Selon les témoignages des écoles, de nombreux enseignants n'ont pas été payés pour les heures supplémentaires, avec un nombre total d'heures atteignant des milliers.
Certaines personnes ont été "suspendues" d'une somme de près de 100 millions de dongs, d'autres au minimum plus de 10 millions de dongs, un chiffre qui n'est pas négligeable pour les enseignants des régions montagneuses.
Il est à noter que ces heures supplémentaires n'ont pas lieu en dehors de la réglementation.
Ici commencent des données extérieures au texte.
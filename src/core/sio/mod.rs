// SPDX-License-Identifier: Apache-2.0
// Copyright 2025 rogem contributors
//
// Licensed under the Apache License, Version 2.0 (the "License");
// you may not use this file except in compliance with the License.
// You may obtain a copy of the License at
//
//     http://www.apache.org/licenses/LICENSE-2.0
//
// Unless required by applicable law or agreed to in writing, software
// distributed under the License is distributed on an "AS IS" BASIS,
// WITHOUT WARRANTIES OR CONDITIONS OF ANY KIND, either express or implied.
// See the License for the specific language governing permissions and
// limitations under the License.

//! Serial interface (SIO0) and the pad ports
//!
//! Writing TX_DATA shifts a byte to the selected pad; the pad's reply
//! latches into RX_DATA immediately and an ACK interrupt
//! (CONTROLLER_MEMCARD) follows roughly 100 cycles later. SIO1 is not
//! wired to anything.

mod pad;

pub use pad::{Buttons, DigitalPad};

use crate::core::error::Result;
use crate::core::state::StateBuffer;

/// SIO register window base (JOY_DATA)
const SIO_BASE: u32 = 0x1F80_1040;

/// Cycles from a TX_DATA write to the ACK interrupt
const ACK_IRQ_DELAY: i64 = 100;

/// SIO0 controller/memory-card interface
pub struct SerialInterface {
    /// Latched reply from the last exchange
    rx_data: u16,

    mode: u16,
    ctrl: u16,
    baud: u16,

    /// Countdown to the ACK interrupt; inactive at 0
    ack_timer: i64,

    /// Edge-triggered CONTROLLER_MEMCARD line
    irq_line: bool,

    /// The two pad ports
    pads: [DigitalPad; 2],
}

impl SerialInterface {
    /// Create the interface with a pad in port 1
    pub fn new() -> Self {
        let mut serial = Self {
            rx_data: 0xFFFF,
            mode: 0,
            ctrl: 0,
            baud: 0,
            ack_timer: 0,
            irq_line: false,
            pads: [DigitalPad::new(), DigitalPad::new()],
        };
        serial.pads[0].connect();
        serial
    }

    pub fn reset(&mut self) {
        self.rx_data = 0xFFFF;
        self.mode = 0;
        self.ctrl = 0;
        self.baud = 0;
        self.ack_timer = 0;
        self.irq_line = false;
        for pad in &mut self.pads {
            pad.reset();
        }
        self.pads[0].connect();
    }

    /// Pad port selected by CTRL bit 13
    fn selected_port(&self) -> usize {
        ((self.ctrl >> 13) & 1) as usize
    }

    /// Read an SIO register (halfword granularity)
    pub fn read16(&mut self, paddr: u32) -> u16 {
        let offset = paddr - SIO_BASE;

        // SIO1 window (0x1F801050-0x1F80105F): nothing attached
        if offset & 0x10 != 0 {
            log::debug!("SIO1 read at 0x{:08X} unhandled", paddr);
            return 0x7;
        }

        match offset & 0xF {
            // JOY_RX_DATA
            0x0 => self.rx_data,
            // JOY_STAT: TX ready, RX available
            0x4 => 0x07,
            0x8 => self.mode,
            0xA => self.ctrl,
            0xE => self.baud,
            _ => {
                log::warn!("SIO0 read at unknown offset 0x{:X}", offset);
                0
            }
        }
    }

    /// Write an SIO register (halfword granularity)
    pub fn write16(&mut self, paddr: u32, value: u16) {
        let offset = paddr - SIO_BASE;

        if offset & 0x10 != 0 {
            log::debug!("SIO1 write 0x{:04X} at 0x{:08X} unhandled", value, paddr);
            return;
        }

        match offset & 0xF {
            // JOY_TX_DATA: exchange one byte with the selected pad
            0x0 => {
                let port = self.selected_port();
                self.pads[port].tx(value as u8);
                self.rx_data = self.pads[port].rx();
                self.ack_timer = ACK_IRQ_DELAY;
            }
            0x8 => self.mode = value,
            0xA => self.ctrl = value,
            0xE => self.baud = value,
            _ => {
                log::warn!("SIO0 write 0x{:04X} at unknown offset 0x{:X}", value, offset);
            }
        }
    }

    /// Advance the ACK countdown
    pub fn update(&mut self, cycles: u32) {
        if self.ack_timer > 0 {
            self.ack_timer -= cycles as i64;
            if self.ack_timer <= 0 {
                self.ack_timer = 0;
                self.irq_line = true;
            }
        }
    }

    /// Edge-triggered interrupt line; reading clears it
    pub fn take_irq(&mut self) -> bool {
        std::mem::take(&mut self.irq_line)
    }

    /// Host input update for one pad port (active-low mask)
    pub fn update_pad_buttons(&mut self, port: usize, mask: u16) {
        if port < 2 {
            self.pads[port].update_buttons(mask);
        }
    }

    /// Access a pad port (tests and hosts)
    pub fn pad_mut(&mut self, port: usize) -> &mut DigitalPad {
        &mut self.pads[port]
    }

    /// Serialize the register file and both pads
    pub fn serialize(&self, buf: &mut StateBuffer) {
        buf.write_u16(self.rx_data);
        buf.write_u16(self.mode);
        buf.write_u16(self.ctrl);
        buf.write_u16(self.baud);
        buf.write_u64(self.ack_timer as u64);
        buf.write_bool(self.irq_line);
        for pad in &self.pads {
            pad.serialize(buf);
        }
    }

    /// Restore the register file and both pads
    pub fn deserialize(&mut self, buf: &mut StateBuffer) -> Result<()> {
        self.rx_data = buf.read_u16()?;
        self.mode = buf.read_u16()?;
        self.ctrl = buf.read_u16()?;
        self.baud = buf.read_u16()?;
        self.ack_timer = buf.read_u64()? as i64;
        self.irq_line = buf.read_bool()?;
        for pad in &mut self.pads {
            pad.deserialize(buf)?;
        }
        Ok(())
    }
}

impl Default for SerialInterface {
    fn default() -> Self {
        Self::new()
    }
}

#[cfg(test)]
mod tests {
    use super::*;

    const JOY_DATA: u32 = 0x1F80_1040;
    const JOY_STAT: u32 = 0x1F80_1044;
    const JOY_CTRL: u32 = 0x1F80_104A;

    #[test]
    fn test_pad_exchange_through_registers() {
        let mut serial = SerialInterface::new();

        serial.write16(JOY_DATA, 0x01);
        assert_eq!(serial.read16(JOY_DATA), 0xFF);

        serial.write16(JOY_DATA, 0x42);
        assert_eq!(serial.read16(JOY_DATA), 0x41);

        serial.write16(JOY_DATA, 0x00);
        assert_eq!(serial.read16(JOY_DATA), 0x5A);
    }

    #[test]
    fn test_ack_irq_after_delay() {
        let mut serial = SerialInterface::new();
        serial.write16(JOY_DATA, 0x01);

        serial.update(50);
        assert!(!serial.take_irq());

        serial.update(60);
        assert!(serial.take_irq());
        assert!(!serial.take_irq(), "edge triggered");
    }

    #[test]
    fn test_port_two_is_empty() {
        let mut serial = SerialInterface::new();
        // select port 2
        serial.write16(JOY_CTRL, 1 << 13);
        serial.write16(JOY_DATA, 0x01);
        assert_eq!(serial.read16(JOY_DATA), 0xFFFF);
    }

    #[test]
    fn test_stat_reports_ready() {
        let mut serial = SerialInterface::new();
        assert_eq!(serial.read16(JOY_STAT), 0x07);
    }

    #[test]
    fn test_button_update_reaches_reply() {
        let mut serial = SerialInterface::new();
        serial.update_pad_buttons(0, Buttons::SELECT.to_wire_mask());

        serial.write16(JOY_DATA, 0x01);
        serial.write16(JOY_DATA, 0x42);
        serial.write16(JOY_DATA, 0x00);
        serial.write16(JOY_DATA, 0x00);
        assert_eq!(serial.read16(JOY_DATA), 0xFE);
    }

    #[test]
    fn test_sio1_reads_stub() {
        let mut serial = SerialInterface::new();
        assert_eq!(serial.read16(0x1F80_1050), 0x7);
    }

    #[test]
    fn test_serialize_round_trip() {
        let mut serial = SerialInterface::new();
        serial.write16(JOY_CTRL, 0x1003);
        serial.write16(JOY_DATA, 0x01);

        let mut buf = StateBuffer::new();
        serial.serialize(&mut buf);

        let mut restored = SerialInterface::new();
        let mut buf = StateBuffer::from_bytes(buf.into_bytes());
        restored.deserialize(&mut buf).unwrap();

        assert_eq!(restored.read16(JOY_CTRL), 0x1003);
    }
}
Il s'agit d'une tâche assignée par l'école, qui a fait l'objet de statistiques spécifiques depuis l'époque du district de Muong Lat (ancien), avec des dossiers complets et des données claires.
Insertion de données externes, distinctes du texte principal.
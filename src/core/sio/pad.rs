// SPDX-License-Identifier: Apache-2.0
// Copyright 2025 rogem contributors
//
// Licensed under the Apache License, Version 2.0 (the "License");
// you may not use this file except in compliance with the License.
// You may obtain a copy of the License at
//
//     http://www.apache.org/licenses/LICENSE-2.0
//
// Unless required by applicable law or agreed to in writing, software
// distributed under the License is distributed on an "AS IS" BASIS,
// WITHOUT WARRANTIES OR CONDITIONS OF ANY KIND, either express or implied.
// See the License for the specific language governing permissions and
// limitations under the License.

//! Digital controller reply automaton
//!
//! Each host byte advances the exchange one step:
//! HighZ -> IDLo -> IDHi -> SwLo -> SwHi -> HighZ, answering
//! 0xFF, 0x41, 0x5A, buttonsLo, buttonsHi. The button mask is
//! active-low (a cleared bit means pressed). A disconnected pad
//! answers 0xFF in every state.

use crate::core::error::Result;
use crate::core::state::StateBuffer;
use bitflags::bitflags;

bitflags! {
    /// Digital pad buttons, by bit position in the reply mask
    #[derive(Debug, Clone, Copy, PartialEq, Eq)]
    pub struct Buttons: u16 {
        const SELECT = 1 << 0;
        const START = 1 << 3;
        const UP = 1 << 4;
        const RIGHT = 1 << 5;
        const DOWN = 1 << 6;
        const LEFT = 1 << 7;
        const L2 = 1 << 8;
        const R2 = 1 << 9;
        const L1 = 1 << 10;
        const R1 = 1 << 11;
        const TRIANGLE = 1 << 12;
        const CIRCLE = 1 << 13;
        const CROSS = 1 << 14;
        const SQUARE = 1 << 15;
    }
}

impl Buttons {
    /// Active-low wire mask for a set of held buttons
    pub fn to_wire_mask(self) -> u16 {
        !self.bits()
    }
}

/// Exchange sequence state
#[derive(Debug, Clone, Copy, PartialEq, Eq)]
enum PadSequence {
    HighZ,
    IdLo,
    IdHi,
    SwLo,
    SwHi,
}

impl PadSequence {
    fn to_u8(self) -> u8 {
        match self {
            PadSequence::HighZ => 0,
            PadSequence::IdLo => 1,
            PadSequence::IdHi => 2,
            PadSequence::SwLo => 3,
            PadSequence::SwHi => 4,
        }
    }

    fn from_u8(value: u8) -> Self {
        match value {
            1 => PadSequence::IdLo,
            2 => PadSequence::IdHi,
            3 => PadSequence::SwLo,
            4 => PadSequence::SwHi,
            _ => PadSequence::HighZ,
        }
    }
}

/// A digital controller on one pad port
pub struct DigitalPad {
    state: PadSequence,
    /// Active-low button mask (0xFFFF = nothing pressed)
    buttons: u16,
    /// Last byte shifted in from the host
    tx: u8,
    connected: bool,
}

impl DigitalPad {
    pub fn new() -> Self {
        Self {
            state: PadSequence::HighZ,
            buttons: 0xFFFF,
            tx: 0,
            connected: false,
        }
    }

    pub fn reset(&mut self) {
        self.state = PadSequence::HighZ;
        self.buttons = 0xFFFF;
        self.tx = 0;
    }

    pub fn connect(&mut self) {
        self.connected = true;
    }

    pub fn is_connected(&self) -> bool {
        self.connected
    }

    /// Latch the next host byte
    pub fn tx(&mut self, value: u8) {
        self.tx = value;
    }

    /// Produce the reply byte and advance the sequence
    pub fn rx(&mut self) -> u16 {
        if !self.connected {
            return 0xFFFF;
        }

        match self.state {
            PadSequence::HighZ => {
                if self.tx == 0x01 {
                    self.state = PadSequence::IdLo;
                    0xFF
                } else {
                    0xFFFF
                }
            }
            PadSequence::IdLo => {
                if self.tx == 0x42 {
                    self.state = PadSequence::IdHi;
                    0x41
                } else {
                    0xFFFF
                }
            }
            PadSequence::IdHi => {
                self.state = PadSequence::SwLo;
                0x5A
            }
            PadSequence::SwLo => {
                self.state = PadSequence::SwHi;
                self.buttons & 0xFF
            }
            PadSequence::SwHi => {
                self.state = PadSequence::HighZ;
                (self.buttons >> 8) & 0xFF
            }
        }
    }

    /// Update the active-low button mask from the host
    pub fn update_buttons(&mut self, mask: u16) {
        self.buttons = mask;
    }

    pub fn serialize(&self, buf: &mut StateBuffer) {
        buf.write_u8(self.state.to_u8());
        buf.write_u16(self.buttons);
        buf.write_u8(self.tx);
        buf.write_bool(self.connected);
    }

    pub fn deserialize(&mut self, buf: &mut StateBuffer) -> Result<()> {
        self.state = PadSequence::from_u8(buf.read_u8()?);
        self.buttons = buf.read_u16()?;
        self.tx = buf.read_u8()?;
        self.connected = buf.read_bool()?;
        Ok(())
    }
}

impl Default for DigitalPad {
    fn default() -> Self {
        Self::new()
    }
}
Cependant, en raison du fait que "les ressources n'ont pas été allouées", cette somme d'argent est toujours prolongée d'année en année.
Ce retard n'est pas seulement une question financière, mais affecte directement la vie et la psychologie du corps enseignant.
Pour de nombreux enseignants des régions montagneuses, l'argent des heures supplémentaires n'est pas destiné à l'accumulation, mais à couvrir les dépenses quotidiennes, à élever les enfants pour qu'ils aillent à l'école et à s'occuper des médicaments pour la famille.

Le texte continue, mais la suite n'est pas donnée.